Patellar tendonitis is an injury to the tendon connecting your kneecap (patella) to your shinbone. The muscles at the front of your thigh work through the patella tendon to extend your knee so you can kick, run and jump. Patellar tendonitis, also known as jumper’s knee, is most common in athletes whose sports involve frequent jumping — such as basketball and volleyball.
If you notice pain just below your kneecap after a bout of exercise, especially one that included a significant amount of jumping, ice it and give it a little rest until the pain begins to decrease. But, just because your knee starts to feel better does not meant you should immediately resume the activities which caused the pain. A little bit of rehab can go a long way.
Your rehab program should consist of both flexibility and strength work. Start by stretching your hamstrings, hip flexors, and quadriceps. If you notice that the side that is painful is significantly tighter than the non-painful side, then there is a good chance that creating balance in your tight muscles will help the problem. After stretching, it’s important to perform some strength exercises. Exercises such as isometric quadriceps contractions, single-leg extensions, eccentric squats, lunges or step backs will help strengthen your weak knee.
One of the best ways to rehab patellar tendonitis is with eccentric squats. These help strengthen the hamstring, gluteal and quadriceps muscles.

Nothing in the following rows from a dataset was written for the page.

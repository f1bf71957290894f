// File: services/classnet_backend/src/main.rs
use classnet_backend::{build_router, AppState};
use classnet_common::logging;
use classnet_config::load_config;
use std::process::ExitCode;
use std::sync::Arc;
use tokio::net::TcpListener;
use tracing::{error, info};

async fn run() -> Result<(), Box<dyn std::error::Error + Send + Sync>> {
    let config = Arc::new(load_config()?);
    logging::init_from_config(config.logging.as_ref().and_then(|l| l.level.as_deref()));

    let state = AppState::from_config(config.clone()).await?;
    let app = build_router(&state)?;

    let addr = format!("{}:{}", config.server.host, config.server.port);
    let listener = TcpListener::bind(&addr).await?;
    info!(address = %addr, public_url = %config.server.base_url(), "classnet listening");

    axum::serve(listener, app.into_make_service())
        .with_graceful_shutdown(shutdown_signal())
        .await?;
    info!("Server stopped");
    Ok(())
}

async fn shutdown_signal() {
    if let Err(e) = tokio::signal::ctrl_c().await {
        error!(error = %e, "Failed to listen for shutdown signal");
    }
}

#[tokio::main]
async fn main() -> ExitCode {
    match run().await {
        Ok(()) => ExitCode::SUCCESS,
        Err(e) => {
            // Logging may not be initialized yet.
            error!(error = %e, "classnet failed");
            eprintln!("classnet: {}", e);
            ExitCode::FAILURE
        }
    }
}
//! Test fixtures for the device registry tests

use chrono::{DateTime, SubsecRound, Utc};
use classnet_db::{
    DbClient, DeviceRepository, DeviceUpsert, InMemoryDeviceRepository, SqlDeviceRepository,
};
use std::sync::Arc;

/// Builds an upsert with fresh id and token material for `hostname`.
pub fn upsert_for(hostname: &str, classroom_id: &str, version: Option<&str>) -> DeviceUpsert {
    upsert_at(hostname, classroom_id, version, now())
}

/// Current time at the microsecond precision the SQL backend stores.
pub fn now() -> DateTime<Utc> {
    Utc::now().trunc_subsecs(6)
}

pub fn upsert_at(
    hostname: &str,
    classroom_id: &str,
    version: Option<&str>,
    now: DateTime<Utc>,
) -> DeviceUpsert {
    let id = uuid::Uuid::new_v4().to_string();
    DeviceUpsert {
        token_seed: format!("seed-{}", id),
        token_hash: format!("hash-{}", id),
        id,
        hostname: hostname.to_string(),
        classroom_id: classroom_id.to_string(),
        installed_version: version.map(str::to_string),
        now,
    }
}

/// A schema-initialized SQL repository on a private in-memory SQLite database.
pub async fn sql_repository() -> Arc<dyn DeviceRepository> {
    let client = DbClient::from_url("sqlite::memory:")
        .await
        .expect("in-memory sqlite");
    let repo = SqlDeviceRepository::new(client);
    repo.init_schema().await.expect("schema");
    Arc::new(repo)
}

/// Both backends, so every contract test runs against each.
pub async fn all_repositories() -> Vec<(&'static str, Arc<dyn DeviceRepository>)> {
    vec![
        ("sql", sql_repository().await),
        ("memory", Arc::new(InMemoryDeviceRepository::new())),
    ]
}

- Stand on a 25-degree slant board with your feet parallel, hip-width apart and your heels on the elevated side. You can improvise a slant board by placing a piece of wood on a book
- Keep your lower back straight. Squat slowly until your thighs are parallel to the ground by sitting back instead of dipping down. Never bounce or move with momentum.
- Take three seconds for the way down, and take two or three seconds for getting up again.
- Do three sets of up to 15 repetitions.
If the exercises are effective, you should feel less pain and be more able to function in a short amount of time.